The present invention has the structure described above, and can minimize the thickness of the reinforcing layer compared to the conventional method using many reinforcing layers, and can increase the durability by increasing the thickness of the inner rubber. In addition, all the reinforcement layers have a sensing function and have a sharp sensing ability, which prevents the risk of work interruption due to hose damage during concrete pouring, and also ensures that the causes of damage can be prevented beforehand. By sensing this, it is now possible to reliably know when to replace the pumping tube without wasting any waste. In addition, when the conventional method was to actually measure the average lifespan of a pumping tube and replace it when it approached that value, the usage period was at least 20% shorter, but it can be used until the maximum lifespan. It became possible to do so.

[Brief explanation of the drawing]

Fig. 1 is a schematic diagram of the fresh concrete pumping operation of the pumping tube, Fig. 2 is an enlarged sectional view of the pumping tube of the present invention, Fig. 3 is an explanatory diagram of the connection terminal configuration, and Fig. 4 is an electrical sensing It is an example figure of a device. 1...Pumping tube, 2...Pump case, 3...Hopper, 4...Discharge side piping, 8...
Steel cord reinforcement layer.

Claims (1)

[Scope of utility model registration request] In the pumping tube that sucks in and discharges fresh concrete fluid through the squeezing action and restoring action that curve along the inner surface of the case of the squeeze pump, material for pressure resistance and restoring reinforcement is applied to the outside of the elastomer inner layer over the entire length and circumference of the pumping tube.
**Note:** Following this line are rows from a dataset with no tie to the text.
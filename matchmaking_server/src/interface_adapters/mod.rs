// Interface adapters: HTTP protocol, handlers and routing.

pub mod handlers;
pub mod protocol;
pub mod routes;
pub mod state;
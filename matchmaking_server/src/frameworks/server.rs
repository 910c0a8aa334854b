// Framework bootstrap for the matchmaking server runtime.

use crate::frameworks::config::Settings;
use crate::interface_adapters::routes;
use crate::interface_adapters::state::{AppState, SystemClock};
use crate::use_cases::spawn_matchmaker;
use std::io::Result;
use std::net::SocketAddr;
use std::sync::Arc;

fn init_runtime() {
    // Load .env locally; safe to ignore when not present.
    let _ = dotenvy::dotenv();

    let filter = tracing_subscriber::EnvFilter::try_from_default_env()
        .unwrap_or_else(|_| tracing_subscriber::EnvFilter::new("info"));

    let json = matches!(std::env::var("LOG_FORMAT").as_deref(), Ok("json"));
    if json {
        tracing_subscriber::fmt()
            .with_env_filter(filter)
            .with_target(false)
            .json()
            .with_current_span(true)
            .init();
    } else {
        tracing_subscriber::fmt()
            .with_env_filter(filter)
            .with_target(false)
            .compact()
            .init();
    }

    std::panic::set_hook(Box::new(|info| {
        let backtrace = std::backtrace::Backtrace::capture();
        tracing::error!(%info, ?backtrace, "panic");
    }));
}

pub async fn run(listener: tokio::net::TcpListener, settings: Settings) -> Result<()> {
    let address = listener.local_addr()?;

    // The matchmaker task is the single owner of the waiting pool.
    let matchmaker = spawn_matchmaker(settings.matchmaker_settings(), SystemClock);
    tracing::debug!(
        skill_tolerance = settings.skill_tolerance,
        long_wait_secs = settings.long_wait_secs,
        both_must_wait_long = settings.both_must_wait_long,
        retry_interval_ms = settings.retry_interval_ms,
        "matchmaker configured"
    );
    let state = Arc::new(AppState {
        matchmaker: matchmaker.clone(),
    });

    // Wire the HTTP routes for the matchmaking API.
    let app = routes::app(state);

    tracing::info!(%address, "listening");

    // Serve app and report errors rather than panicking.
    let served = axum::serve(listener, app).await.inspect_err(|e| {
        tracing::error!(error = %e, "server error");
    });
    matchmaker.shutdown();
    served
}

pub async fn run_with_config() -> Result<()> {
    init_runtime();

    let settings = Settings::load().map_err(|e| {
        tracing::error!(error = %e, "failed to load configuration");
        std::io::Error::other(e)
    })?;

    let address = SocketAddr::from(([127, 0, 0, 1], settings.port));

    // Bind TCP listener with error handling.
    let listener = tokio::net::TcpListener::bind(address)
        .await
        .inspect_err(|e| {
            tracing::error!(%address, error = %e, "failed to bind");
        })?;

    run(listener, settings).await
}
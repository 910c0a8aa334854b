use serde::{Deserialize, Serialize};

// Request payload for enqueueing a player into matchmaking.
#[derive(Debug, Deserialize)]
pub struct QueueRequest {
    pub player_id: String,
    pub player_skill: u32,
    pub region: String,
}

// Response payload returned after attempting to enqueue a player.
#[derive(Debug, Serialize)]
pub struct QueueResponse {
    pub status: QueueStatus,
    pub ticket_id: Option<String>,
    pub match_id: Option<String>,
    pub opponent_id: Option<String>,
    pub region: String,
}

// Outcome status for queue responses.
#[derive(Debug, Serialize)]
#[serde(rename_all = "snake_case")]
pub enum QueueStatus {
    Waiting,
    Matched,
}

// Response payload for polling a player's queue status.
#[derive(Debug, Serialize)]
pub struct QueueStatusResponse {
    pub status: QueueStatus,
    pub waited_ms: Option<u64>,
    pub match_id: Option<String>,
    pub opponent_id: Option<String>,
    pub region: Option<String>,
}

// Response payload for leaving the queue.
#[derive(Debug, Serialize)]
pub struct WithdrawResponse {
    pub withdrawn: bool,
}

// One waiting player as exposed by the pool listing.
#[derive(Debug, Serialize)]
pub struct WaitingPlayerView {
    pub player_id: String,
    pub player_skill: u32,
    pub region: String,
    pub waited_ms: u64,
}

// Response payload for the pool listing.
#[derive(Debug, Serialize)]
pub struct PoolResponse {
    pub size: usize,
    pub waiting: Vec<WaitingPlayerView>,
}

// Simple error envelope for JSON responses.
#[derive(Debug, Serialize)]
pub struct ErrorResponse {
    pub message: String,
}
#[tokio::main]
async fn main() -> std::io::Result<()> {
    // Delegate to the server framework entry point.
    matchmaking_server::run_with_config().await
}
use crate::domain::errors::PoolError;
use std::fmt;
use std::ops::Add;
use std::time::Duration;

// Opaque player identifier, stable for as long as the player waits.
#[derive(Debug, Clone, PartialEq, Eq, Hash, PartialOrd, Ord)]
pub struct PlayerId(String);

impl PlayerId {
    pub fn new(value: impl Into<String>) -> Self {
        Self(value.into())
    }

    pub fn as_str(&self) -> &str {
        &self.0
    }
}

impl fmt::Display for PlayerId {
    fn fmt(&self, f: &mut fmt::Formatter<'_>) -> fmt::Result {
        f.write_str(&self.0)
    }
}

// Discrete region tag. Only ever compared for equality.
#[derive(Debug, Clone, PartialEq, Eq, Hash)]
pub struct Region(String);

impl Region {
    pub fn new(value: impl Into<String>) -> Self {
        Self(value.into())
    }

    pub fn as_str(&self) -> &str {
        &self.0
    }
}

impl fmt::Display for Region {
    fn fmt(&self, f: &mut fmt::Formatter<'_>) -> fmt::Result {
        f.write_str(&self.0)
    }
}

/// Milliseconds since the Unix epoch.
///
/// Wait times are always derived from two timestamps, never accumulated, so a
/// retried scan cannot double-count time.
#[derive(Debug, Clone, Copy, Default, PartialEq, Eq, PartialOrd, Ord, Hash)]
pub struct Timestamp(u64);

impl Timestamp {
    pub const fn from_epoch_millis(millis: u64) -> Self {
        Self(millis)
    }

    pub const fn as_epoch_millis(self) -> u64 {
        self.0
    }

    /// Time elapsed from `earlier` to `self`, zero if the clock went backwards.
    pub fn elapsed_since(self, earlier: Timestamp) -> Duration {
        Duration::from_millis(self.0.saturating_sub(earlier.0))
    }
}

impl Add<Duration> for Timestamp {
    type Output = Timestamp;

    fn add(self, rhs: Duration) -> Self::Output {
        let millis = u64::try_from(rhs.as_millis()).unwrap_or(u64::MAX);
        Timestamp(self.0.saturating_add(millis))
    }
}

// A player asking to be matched, before admission.
#[derive(Debug, Clone, PartialEq, Eq)]
pub struct Player {
    pub id: PlayerId,
    pub skill_level: u32,
    pub region: Region,
}

impl Player {
    // Build a player record, rejecting blank identifiers and regions.
    pub fn new(
        id: impl Into<String>,
        skill_level: u32,
        region: impl Into<String>,
    ) -> Result<Self, PoolError> {
        let id = id.into();
        let region = region.into();

        if id.trim().is_empty() {
            return Err(PoolError::InvalidPlayer {
                reason: "player_id is required",
            });
        }
        if region.trim().is_empty() {
            return Err(PoolError::InvalidPlayer {
                reason: "region is required",
            });
        }

        Ok(Self {
            id: PlayerId::new(id),
            skill_level,
            region: Region::new(region),
        })
    }
}

/// A player admitted into a pool.
///
/// Only [`MatchPool::admit`](crate::domain::pool::MatchPool::admit) creates
/// these, so every waiting player carries the instant it joined.
#[derive(Debug, Clone, PartialEq, Eq)]
pub struct WaitingPlayer {
    player: Player,
    joined_at: Timestamp,
}

impl WaitingPlayer {
    pub(crate) fn admitted(player: Player, joined_at: Timestamp) -> Self {
        Self { player, joined_at }
    }

    pub fn player(&self) -> &Player {
        &self.player
    }

    pub fn id(&self) -> &PlayerId {
        &self.player.id
    }

    pub fn skill_level(&self) -> u32 {
        self.player.skill_level
    }

    pub fn region(&self) -> &Region {
        &self.player.region
    }

    pub fn joined_at(&self) -> Timestamp {
        self.joined_at
    }

    pub fn waited(&self, now: Timestamp) -> Duration {
        now.elapsed_since(self.joined_at)
    }

    pub fn into_player(self) -> Player {
        self.player
    }
}
//! Call routing core for the apigate JSON-RPC gateway.
//!
//! A call names a service namespace and a method (`host.get`), carries named
//! parameters, and optionally a session token. The [`Dispatcher`] validates
//! the call against the [`ServiceRegistry`], authenticates the caller,
//! enforces per-method access rules, brackets the call in a request-scoped
//! transaction, and folds every outcome into a [`ResponseEnvelope`]. The
//! [`jsonrpc`] module adapts envelopes to the JSON-RPC 2.0 wire format.

pub mod auth;
pub mod capture;
pub mod dispatcher;
pub mod envelope;
pub mod error;
pub mod jsonrpc;
pub mod registry;
pub mod service;
pub mod transaction;
pub mod validator;

pub use auth::{AccessRule, Authenticator, Identity, UserType, requires_authentication};
pub use dispatcher::{Dispatcher, RequestContext};
pub use envelope::{DebugInfo, ResponseEnvelope};
pub use error::{ApiError, ErrorCode, INTERNAL_ERROR_MESSAGE, InternalError, ServiceError};
pub use jsonrpc::JsonRpcEndpoint;
pub use registry::{RegistryError, ServiceRegistry, ServiceRegistryBuilder};
pub use service::{CallContext, Params, Service, parse_params, to_data};
pub use transaction::{NoopBackend, OwnedTransaction, TransactionBackend, TransactionCoordinator};
pub use validator::MethodValidator;

#[cfg(test)]
mod tests;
As a reinforcing layer, a steel cord with a cross composition of the bias cord is used, the A terminal is connected to the discharge side piping or/and the suction side hopper, and the B terminal is connected to the reinforcing steel cord near the opposite side of the A terminal position. Squeeze type pumping tube with a sensing function in all reinforcement layers equipped with a target sensing device.